Problem description
Could you copy out every line of the data where the word "place" occurs?

___ Material provided

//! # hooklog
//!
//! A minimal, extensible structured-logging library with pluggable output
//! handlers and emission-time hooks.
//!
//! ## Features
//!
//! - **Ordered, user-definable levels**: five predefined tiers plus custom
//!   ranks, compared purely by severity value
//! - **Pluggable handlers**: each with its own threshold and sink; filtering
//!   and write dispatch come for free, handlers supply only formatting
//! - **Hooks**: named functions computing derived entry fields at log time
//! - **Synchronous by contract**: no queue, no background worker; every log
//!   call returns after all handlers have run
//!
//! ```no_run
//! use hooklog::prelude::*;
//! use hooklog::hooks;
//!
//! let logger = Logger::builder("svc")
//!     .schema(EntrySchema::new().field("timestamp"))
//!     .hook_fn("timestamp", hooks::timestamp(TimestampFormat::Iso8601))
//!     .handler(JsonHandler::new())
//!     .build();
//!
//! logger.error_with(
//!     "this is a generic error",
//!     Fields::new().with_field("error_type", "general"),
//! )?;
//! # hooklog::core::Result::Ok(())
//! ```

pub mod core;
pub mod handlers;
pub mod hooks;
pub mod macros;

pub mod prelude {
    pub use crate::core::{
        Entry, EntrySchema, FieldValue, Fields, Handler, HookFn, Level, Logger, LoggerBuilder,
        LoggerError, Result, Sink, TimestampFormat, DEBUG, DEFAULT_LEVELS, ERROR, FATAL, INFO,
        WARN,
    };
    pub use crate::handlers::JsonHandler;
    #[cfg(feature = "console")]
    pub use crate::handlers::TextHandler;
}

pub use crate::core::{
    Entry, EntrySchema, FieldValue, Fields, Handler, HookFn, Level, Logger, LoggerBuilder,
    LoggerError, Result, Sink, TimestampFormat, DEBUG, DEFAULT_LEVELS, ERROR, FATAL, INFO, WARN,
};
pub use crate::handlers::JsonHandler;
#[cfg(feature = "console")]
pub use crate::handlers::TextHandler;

______
___ Material provided

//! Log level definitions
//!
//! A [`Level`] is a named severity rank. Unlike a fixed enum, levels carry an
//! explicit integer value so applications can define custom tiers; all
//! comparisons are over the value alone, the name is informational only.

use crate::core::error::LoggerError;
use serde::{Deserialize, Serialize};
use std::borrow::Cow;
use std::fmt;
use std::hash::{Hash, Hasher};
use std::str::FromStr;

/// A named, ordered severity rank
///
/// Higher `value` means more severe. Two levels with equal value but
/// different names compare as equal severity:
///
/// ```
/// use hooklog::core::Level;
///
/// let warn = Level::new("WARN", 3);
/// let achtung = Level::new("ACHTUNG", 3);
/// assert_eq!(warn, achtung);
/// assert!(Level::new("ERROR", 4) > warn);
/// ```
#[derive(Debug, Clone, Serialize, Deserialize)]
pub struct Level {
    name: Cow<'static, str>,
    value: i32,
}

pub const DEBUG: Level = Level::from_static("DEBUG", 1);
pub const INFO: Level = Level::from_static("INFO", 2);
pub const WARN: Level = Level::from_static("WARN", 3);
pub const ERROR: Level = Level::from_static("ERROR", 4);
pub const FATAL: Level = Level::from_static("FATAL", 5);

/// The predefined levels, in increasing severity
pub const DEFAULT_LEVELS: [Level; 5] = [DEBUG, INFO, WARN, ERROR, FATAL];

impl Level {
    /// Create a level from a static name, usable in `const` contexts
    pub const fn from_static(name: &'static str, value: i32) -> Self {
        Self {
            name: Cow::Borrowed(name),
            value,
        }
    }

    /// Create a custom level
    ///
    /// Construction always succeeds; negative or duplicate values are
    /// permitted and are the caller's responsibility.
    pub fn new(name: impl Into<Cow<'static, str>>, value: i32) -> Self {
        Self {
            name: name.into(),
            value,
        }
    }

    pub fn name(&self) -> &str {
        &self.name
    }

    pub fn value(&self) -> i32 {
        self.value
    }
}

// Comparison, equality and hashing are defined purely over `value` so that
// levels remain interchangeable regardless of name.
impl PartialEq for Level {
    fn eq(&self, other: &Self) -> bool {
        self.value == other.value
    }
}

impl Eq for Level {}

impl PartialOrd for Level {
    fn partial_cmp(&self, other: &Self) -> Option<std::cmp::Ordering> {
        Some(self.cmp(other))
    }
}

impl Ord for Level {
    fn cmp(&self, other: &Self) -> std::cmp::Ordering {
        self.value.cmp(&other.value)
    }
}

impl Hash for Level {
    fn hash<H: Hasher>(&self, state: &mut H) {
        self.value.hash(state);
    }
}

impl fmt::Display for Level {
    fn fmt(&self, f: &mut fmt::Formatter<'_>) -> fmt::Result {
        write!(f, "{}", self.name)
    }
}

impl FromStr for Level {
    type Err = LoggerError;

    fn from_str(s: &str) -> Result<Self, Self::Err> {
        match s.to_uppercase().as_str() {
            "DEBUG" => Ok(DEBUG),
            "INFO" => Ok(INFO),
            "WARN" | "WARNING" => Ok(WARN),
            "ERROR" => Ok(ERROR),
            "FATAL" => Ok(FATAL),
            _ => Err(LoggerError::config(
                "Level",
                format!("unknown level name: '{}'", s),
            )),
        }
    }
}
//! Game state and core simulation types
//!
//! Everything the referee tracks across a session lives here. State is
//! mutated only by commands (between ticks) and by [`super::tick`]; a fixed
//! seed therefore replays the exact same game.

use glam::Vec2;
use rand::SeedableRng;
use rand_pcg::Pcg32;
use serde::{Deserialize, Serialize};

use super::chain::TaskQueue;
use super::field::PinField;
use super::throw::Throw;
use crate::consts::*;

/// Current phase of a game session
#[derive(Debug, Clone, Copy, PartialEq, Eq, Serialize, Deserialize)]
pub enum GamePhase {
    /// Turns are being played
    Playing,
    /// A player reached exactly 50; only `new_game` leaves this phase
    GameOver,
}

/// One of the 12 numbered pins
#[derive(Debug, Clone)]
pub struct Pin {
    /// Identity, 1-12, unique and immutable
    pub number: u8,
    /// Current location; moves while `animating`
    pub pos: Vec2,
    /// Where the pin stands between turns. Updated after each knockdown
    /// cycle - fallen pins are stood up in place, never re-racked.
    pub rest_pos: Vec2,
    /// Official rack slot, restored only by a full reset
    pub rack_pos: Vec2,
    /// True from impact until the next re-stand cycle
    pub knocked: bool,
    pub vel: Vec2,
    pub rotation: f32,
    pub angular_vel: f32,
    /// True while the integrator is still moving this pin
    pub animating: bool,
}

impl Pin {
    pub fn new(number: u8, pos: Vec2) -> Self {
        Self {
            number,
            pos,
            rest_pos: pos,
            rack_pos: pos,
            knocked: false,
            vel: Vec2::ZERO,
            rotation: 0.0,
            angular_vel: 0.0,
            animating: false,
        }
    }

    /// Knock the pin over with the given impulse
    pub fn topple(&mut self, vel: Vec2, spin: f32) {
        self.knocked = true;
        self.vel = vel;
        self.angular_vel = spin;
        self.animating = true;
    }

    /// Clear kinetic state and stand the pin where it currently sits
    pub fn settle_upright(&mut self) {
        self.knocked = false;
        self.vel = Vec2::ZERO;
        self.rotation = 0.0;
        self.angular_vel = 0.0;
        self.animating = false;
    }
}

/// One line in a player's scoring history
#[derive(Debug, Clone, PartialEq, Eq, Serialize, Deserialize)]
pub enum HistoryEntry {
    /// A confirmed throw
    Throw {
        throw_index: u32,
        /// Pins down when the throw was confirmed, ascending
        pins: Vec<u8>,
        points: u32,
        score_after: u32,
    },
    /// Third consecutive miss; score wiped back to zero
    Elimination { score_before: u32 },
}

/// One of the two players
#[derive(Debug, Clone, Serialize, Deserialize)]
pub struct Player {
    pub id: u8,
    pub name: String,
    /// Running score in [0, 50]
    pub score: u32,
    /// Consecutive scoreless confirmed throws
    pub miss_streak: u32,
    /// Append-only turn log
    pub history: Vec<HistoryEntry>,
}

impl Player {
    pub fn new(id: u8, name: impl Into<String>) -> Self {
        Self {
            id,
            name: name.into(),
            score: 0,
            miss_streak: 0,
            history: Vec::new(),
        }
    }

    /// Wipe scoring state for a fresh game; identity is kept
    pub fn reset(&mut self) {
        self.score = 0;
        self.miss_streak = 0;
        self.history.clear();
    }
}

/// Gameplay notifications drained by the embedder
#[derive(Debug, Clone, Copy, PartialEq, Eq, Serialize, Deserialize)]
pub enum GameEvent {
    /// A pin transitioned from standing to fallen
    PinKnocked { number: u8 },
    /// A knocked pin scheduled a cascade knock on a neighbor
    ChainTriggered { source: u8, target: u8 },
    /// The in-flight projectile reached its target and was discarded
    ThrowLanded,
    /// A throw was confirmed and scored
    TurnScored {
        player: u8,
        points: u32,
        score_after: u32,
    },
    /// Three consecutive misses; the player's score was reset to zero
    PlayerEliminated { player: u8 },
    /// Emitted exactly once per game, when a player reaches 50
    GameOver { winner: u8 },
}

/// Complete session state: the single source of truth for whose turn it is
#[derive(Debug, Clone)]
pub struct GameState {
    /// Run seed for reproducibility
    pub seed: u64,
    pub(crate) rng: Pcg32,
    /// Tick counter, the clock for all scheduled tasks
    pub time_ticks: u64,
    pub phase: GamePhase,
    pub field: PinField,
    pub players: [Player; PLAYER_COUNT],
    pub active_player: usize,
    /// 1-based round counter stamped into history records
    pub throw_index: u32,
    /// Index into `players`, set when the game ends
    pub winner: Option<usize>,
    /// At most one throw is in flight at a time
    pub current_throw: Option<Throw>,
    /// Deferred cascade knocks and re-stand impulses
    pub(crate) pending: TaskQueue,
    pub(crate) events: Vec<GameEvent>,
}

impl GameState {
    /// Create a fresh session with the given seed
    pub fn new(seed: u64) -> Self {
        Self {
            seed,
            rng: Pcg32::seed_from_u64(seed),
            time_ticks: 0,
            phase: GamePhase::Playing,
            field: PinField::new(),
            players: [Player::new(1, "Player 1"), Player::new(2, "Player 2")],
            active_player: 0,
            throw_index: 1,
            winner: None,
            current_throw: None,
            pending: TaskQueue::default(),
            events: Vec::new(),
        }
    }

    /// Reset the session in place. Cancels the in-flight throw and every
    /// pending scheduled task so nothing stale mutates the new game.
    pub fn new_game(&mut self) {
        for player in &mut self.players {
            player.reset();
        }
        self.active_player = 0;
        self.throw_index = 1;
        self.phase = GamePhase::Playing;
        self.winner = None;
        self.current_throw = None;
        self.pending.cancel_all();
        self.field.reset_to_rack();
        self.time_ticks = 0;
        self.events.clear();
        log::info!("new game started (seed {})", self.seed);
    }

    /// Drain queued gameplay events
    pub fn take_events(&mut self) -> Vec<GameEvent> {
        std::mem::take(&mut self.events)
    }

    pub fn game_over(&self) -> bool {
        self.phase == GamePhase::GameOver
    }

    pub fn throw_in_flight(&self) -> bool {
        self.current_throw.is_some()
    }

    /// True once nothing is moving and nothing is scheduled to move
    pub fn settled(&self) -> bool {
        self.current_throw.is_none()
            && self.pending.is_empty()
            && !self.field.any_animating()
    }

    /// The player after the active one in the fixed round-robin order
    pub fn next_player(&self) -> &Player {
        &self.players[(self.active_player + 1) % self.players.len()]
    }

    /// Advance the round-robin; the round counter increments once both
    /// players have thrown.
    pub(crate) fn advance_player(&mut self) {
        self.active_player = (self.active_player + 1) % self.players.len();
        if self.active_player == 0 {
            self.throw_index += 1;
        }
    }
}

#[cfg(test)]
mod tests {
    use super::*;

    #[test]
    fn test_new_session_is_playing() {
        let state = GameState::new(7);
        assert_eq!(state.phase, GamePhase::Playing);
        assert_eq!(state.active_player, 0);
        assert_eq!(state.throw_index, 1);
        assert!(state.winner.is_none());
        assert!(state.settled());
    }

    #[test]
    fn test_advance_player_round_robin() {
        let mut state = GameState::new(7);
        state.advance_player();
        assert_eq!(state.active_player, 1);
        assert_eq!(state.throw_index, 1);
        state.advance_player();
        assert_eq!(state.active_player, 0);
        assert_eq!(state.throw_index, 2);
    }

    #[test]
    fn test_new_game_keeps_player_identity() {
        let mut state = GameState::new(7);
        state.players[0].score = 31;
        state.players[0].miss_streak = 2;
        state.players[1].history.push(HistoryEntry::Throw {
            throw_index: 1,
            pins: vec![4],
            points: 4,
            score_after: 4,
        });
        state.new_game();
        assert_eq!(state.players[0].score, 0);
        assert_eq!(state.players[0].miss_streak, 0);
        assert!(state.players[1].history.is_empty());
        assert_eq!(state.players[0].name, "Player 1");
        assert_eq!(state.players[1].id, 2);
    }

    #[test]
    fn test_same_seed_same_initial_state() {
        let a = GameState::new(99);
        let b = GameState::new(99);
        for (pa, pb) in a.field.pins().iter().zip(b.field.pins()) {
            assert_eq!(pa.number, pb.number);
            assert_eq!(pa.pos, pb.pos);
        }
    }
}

______

Your solution
    /// cycle - fallen pins are stood up in place, never re-racked.
    /// Reset the session in place. Cancels the in-flight throw and every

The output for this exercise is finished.